Among the many cheap-shots at Columbus in his 2007 book The Big Eddy Club, Englishman David Rose’s observation “the city takes up far more room than its inhabitants” is perhaps his most astute.
Rose went on to compliment the “towering gardens” he found on Columbus’ large residential lots. It’s a charming characteristic of the city and it comes rooted in a Deep South agrarian society and held seemingly sacrosanct in its residential zoning codes. However, some developers—from out-of-state companies to self-taught historic-house renovators—have long argued that such local regulations have kept Columbus real-estate market stuck in the 20th century and unattractive to investment.
And as we learned from a City Council Work Session Tuesday morning, changing these rules on how we build our homes will be hard.

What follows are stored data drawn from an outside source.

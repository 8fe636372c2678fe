//! Finding scene files inside a project.

use crate::error::{Error, Result};
use std::{
    fs,
    path::{Path, PathBuf},
};
use tracing::{debug, warn};

/// A kind of file the host can open or import.
#[derive(Debug, PartialEq, Eq)]
pub struct SceneFileType {
    /// Short name used on the command line and in `config.json`.
    pub key: &'static str,
    pub label: &'static str,
    /// Extensions including the leading dot, matched case-sensitively.
    pub extensions: &'static [&'static str],
}

macro_rules! file_type {
    ($key:expr, $label:expr, [$($ext:expr),+]) => {
        SceneFileType {
            key: $key,
            label: $label,
            extensions: &[$($ext),+],
        }
    };
}

pub const SCENE_FILE_TYPES: &[SceneFileType] = &[
    file_type!("lxo", "Modo (*.lxo)", [".lxo"]),
    file_type!("lxl", "Preset (*.lxl)", [".lxl"]),
    file_type!("lwo", "Lightwave (*.lwo)", [".lwo"]),
    file_type!("obj", "Wavefront (*.obj)", [".obj"]),
    file_type!("abc", "Alembic (*.abc)", [".abc"]),
    file_type!("fbx", "Filmbox (*.fbx)", [".fbx"]),
    file_type!("dae", "Collada (*.dae)", [".dae"]),
    file_type!("3dm", "Rhino (*.3dm)", [".3dm"]),
    file_type!("dxf", "Autodesk DXF (*.dxf)", [".dxf"]),
    file_type!("ai", "Adobe Illustrator (*.eps, *.ai)", [".eps", ".ai"]),
    file_type!("stl", "Stereolithography (*.stl)", [".stl"]),
    file_type!("geo", "Videoscape (*.geo)", [".geo"]),
    file_type!("sldprt", "Solidworks (*.sldprt, *.sldasm)", [".sldprt", ".sldasm"]),
    file_type!("pdb", "Protein DB (*.pdb)", [".pdb"]),
];

impl SceneFileType {
    /// Finds a type by key or by its full label.
    pub fn lookup(name: &str) -> Option<&'static SceneFileType> {
        SCENE_FILE_TYPES
            .iter()
            .find(|t| t.key == name || t.label == name)
    }

    pub fn matches(&self, file_name: &str) -> bool {
        self.extensions.iter().any(|ext| {
            file_name.len() > ext.len() && file_name.ends_with(ext)
        })
    }
}

/// A file found by `scan`.
#[derive(Clone, Debug, PartialEq, Eq)]
pub struct Scene {
    pub name: String,
    /// Location relative to the project root.
    pub relative_path: PathBuf,
}

impl Scene {
    pub fn absolute_path(&self, project_root: &Path) -> PathBuf {
        project_root.join(&self.relative_path)
    }
}

/// Walks `project_root` and returns every file matching one of `types`,
/// sorted by file name. Directories that cannot be read are skipped.
pub fn scan(project_root: &Path, types: &[&SceneFileType]) -> Result<Vec<Scene>> {
    if !project_root.is_dir() {
        return Err(Error::InvalidPath {
            path: project_root.to_path_buf(),
        });
    }

    let mut scenes = vec![];
    let mut to_visit = vec![project_root.to_path_buf()];
    while let Some(dir) = to_visit.pop() {
        let entries = match fs::read_dir(&dir) {
            Ok(entries) => entries,
            Err(err) if dir != project_root => {
                warn!(dir = %dir.display(), %err, "skipping unreadable directory");
                continue;
            }
            Err(err) => return Err(Error::io(dir, err)),
        };
        for entry in entries {
            let entry = match entry {
                Ok(entry) => entry,
                Err(err) => {
                    warn!(dir = %dir.display(), %err, "skipping unreadable entry");
                    continue;
                }
            };
            let file_type = match entry.file_type() {
                Ok(file_type) => file_type,
                Err(err) => {
                    warn!(dir = %dir.display(), %err, "skipping unreadable entry");
                    continue;
                }
            };
            let path = entry.path();
            // Symlinked directories are not followed; they may loop back.
            if file_type.is_dir() {
                to_visit.push(path);
                continue;
            }
            if file_type.is_symlink() && path.is_dir() {
                debug!(link = %path.display(), "not following directory link");
                continue;
            }
            let name = entry.file_name().to_string_lossy().to_string();
            if !types.iter().any(|t| t.matches(&name)) {
                continue;
            }
            if let Ok(relative) = path.strip_prefix(project_root) {
                scenes.push(Scene {
                    name,
                    relative_path: relative.to_path_buf(),
                });
            }
        }
    }
    scenes.sort_by(|a, b| {
        a.name
            .cmp(&b.name)
            .then_with(|| a.relative_path.cmp(&b.relative_path))
    });
    debug!(root = %project_root.display(), found = scenes.len(), "scanned for scenes");
    Ok(scenes)
}

#[cfg(test)]
mod tests {
    use super::*;
    use tempfile::TempDir;

    fn touch(root: &Path, relative: &str) {
        let path = root.join(relative);
        fs::create_dir_all(path.parent().unwrap()).unwrap();
        fs::write(path, "").unwrap();
    }

    #[test]
    fn lookup_by_key_or_label() {
        assert_eq!(SceneFileType::lookup("fbx").unwrap().extensions, &[".fbx"]);
        assert_eq!(
            SceneFileType::lookup("Solidworks (*.sldprt, *.sldasm)").unwrap().key,
            "sldprt"
        );
        assert!(SceneFileType::lookup("psd").is_none());
    }

    #[test]
    fn extension_match_is_exact() {
        let ai = SceneFileType::lookup("ai").unwrap();
        assert!(ai.matches("logo.eps"));
        assert!(ai.matches("logo.ai"));
        assert!(!ai.matches("logo.AI"));
        assert!(!ai.matches("logo.aix"));
        assert!(!ai.matches(".ai"));
    }

    #[test]
    fn scan_filters_and_reports_relative_paths() {
        let dir = TempDir::new().unwrap();
        touch(dir.path(), "Scenes/shot_010.lxo");
        touch(dir.path(), "Scenes/old/shot_005.lxo");
        touch(dir.path(), "Assets/tree.fbx");
        touch(dir.path(), "Images/tree.png");

        let lxo = SceneFileType::lookup("lxo").unwrap();
        let scenes = scan(dir.path(), &[lxo]).unwrap();
        assert_eq!(
            scenes,
            vec![
                Scene {
                    name: "shot_005.lxo".to_string(),
                    relative_path: Path::new("Scenes").join("old").join("shot_005.lxo"),
                },
                Scene {
                    name: "shot_010.lxo".to_string(),
                    relative_path: Path::new("Scenes").join("shot_010.lxo"),
                },
            ]
        );
        assert!(scenes[1].absolute_path(dir.path()).is_file());

        let fbx = SceneFileType::lookup("fbx").unwrap();
        assert_eq!(scan(dir.path(), &[lxo, fbx]).unwrap().len(), 3);
        assert!(scan(dir.path(), &[]).unwrap().is_empty());
    }

    #[cfg(unix)]
    #[test]
    fn directory_links_are_not_followed() {
        let dir = TempDir::new().unwrap();
        touch(dir.path(), "Scenes/shot.lxo");
        std::os::unix::fs::symlink(dir.path(), dir.path().join("Scenes").join("loop")).unwrap();
        touch(dir.path(), "Other/take.lxo");
        std::os::unix::fs::symlink(
            dir.path().join("Other").join("take.lxo"),
            dir.path().join("Scenes").join("linked.lxo"),
        )
        .unwrap();

        let lxo = SceneFileType::lookup("lxo").unwrap();
        let found: Vec<_> = scan(dir.path(), &[lxo])
            .unwrap()
            .into_iter()
            .map(|s| s.relative_path)
            .collect();
        assert_eq!(
            found,
            vec![
                Path::new("Scenes").join("linked.lxo"),
                Path::new("Scenes").join("shot.lxo"),
                Path::new("Other").join("take.lxo"),
            ]
        );
    }

    #[test]
    fn scanning_a_missing_project_fails() {
        let dir = TempDir::new().unwrap();
        assert!(matches!(
            scan(&dir.path().join("gone"), &[]),
            Err(Error::InvalidPath { .. })
        ));
    }
}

Soon after delivering his presentation on the so-called Tiny House Appendix—an update to Georgia State Residential Code that took effect Jan. 1 but requires local approval before it’s implemented—Director of Building Inspections & Code Enforcement Dept. John C. Hudgison described City Council’s response as “lukewarm” and that a series of public-input meetings is needed for tiny houses to again be considered in Columbus.
Tiny House Examples from Georgia Dept. of Community Affairs:
Hudgison’s update arrived via email sent to interested parties that included urban-renewal stewards Uptown, Inc. and Home for Good, the “alliance to end homelessness” program of the United Way of Chattahoochee Valley. Email addresses also came from participants in the Tiny House Class & Workshop that Inspections & Code hosted Oct. 10 in a hospitality suite at the Civic Center.
The five-hour session was sponsored by local car-services kingpin PTAP and Atlanta-based MicroLife Institute, located in a 180 sq. ft. office along the BeltLine and whose Executive Director Will Johnson came to the Civic Center with a 150 sq. ft. tiny house in tow.
“We’re trying to normalize small spaces,” Johnson told the crowd taking a look into the model dwelling in the parking lot at 9 a.m.
Hailed as an innovator who helped convince the City of Atlanta to adopt a tiny house-friendly ordinance in June 2017, Johnson said this normalization would encourage residents in communities such as Columbus to “allow them into their neighborhoods.” Asked about the potential to help solve homelessness/affordable-housing issues, Johnson said the tiny-house movement “is not a silver bullet, but it’s a part of the conversation.”
That conversation also includes the vision Clint Cawthorne has for the vacant lot at 102 Comer St. in Bibb City: a 2 bed, 2 bath tiny house of four structures around a communal outdoor space/deck and surrounded by a private yard.
The problem? It doesn’t fit the city’s 50 ft. frontage requirement for single-family residential development.
Cawthorne says he’s restored several historic homes, first an abandoned one in Lakebottom and now three in Bibb City, working with his “best friend and business partner” Thomas Rogers (RevitaHome).
“I enjoy renovating old historic homes,” explains Cawthorne, who once recruited co-worker buddies at 11th and Bay to lay out 12 pallets of reclaimed granite he scored from Flat Rock Sand & Gravel. “But I wanted to do more.”
So he bought the Comer Street property—“looking terrible, burned down to a hole on the lot”—wanting to build, choosing against an easy choice of land banking (donothing and wait for area appreciation to sell).
“I’d rather do something good for the community and surrounding neighborhood,” Cawthorne says, “and do something aesthetically pleasing.”
He says existing regulations against modular and free-build homes limit what he can do on the small lot. However, local adoption of the Tiny House Appendix would provide “a lot more options.”
Hudgison said during his Q&A with participants at Tiny House Workshop his role was “to gather feedback” for his City Council presentation.
He reported that the “lukewarm” response included Councilor Mimi Woodson’s concern for impact on the fabric of historic neighborhoods. Councilor Glenn Davis expressed worries of AirBnB taking over tiny-house properties in town and suggested regulating them like RV Parks.
So in a city/county with roughly 70,000 residential parcels, Hudgison and others now consider how to raise public awareness and support for allowing among them tiny houses. That definition applies to single-family structures less than 400 sq. ft. and includes—maybe more shocking to the status quo—homes crafted out of shipping containers. Often completed with astounding architectural design, this cost-effective, simple-life trend is now with codified support (as of July 17) in the 42-year-old Georgia Industrialized Buildings Program.
“It’s about how to make city residential housing regulations more inclusive and how to make them more attractive for redevelopment,” Hudgison says of an effort that one day may invite tiny houses to town.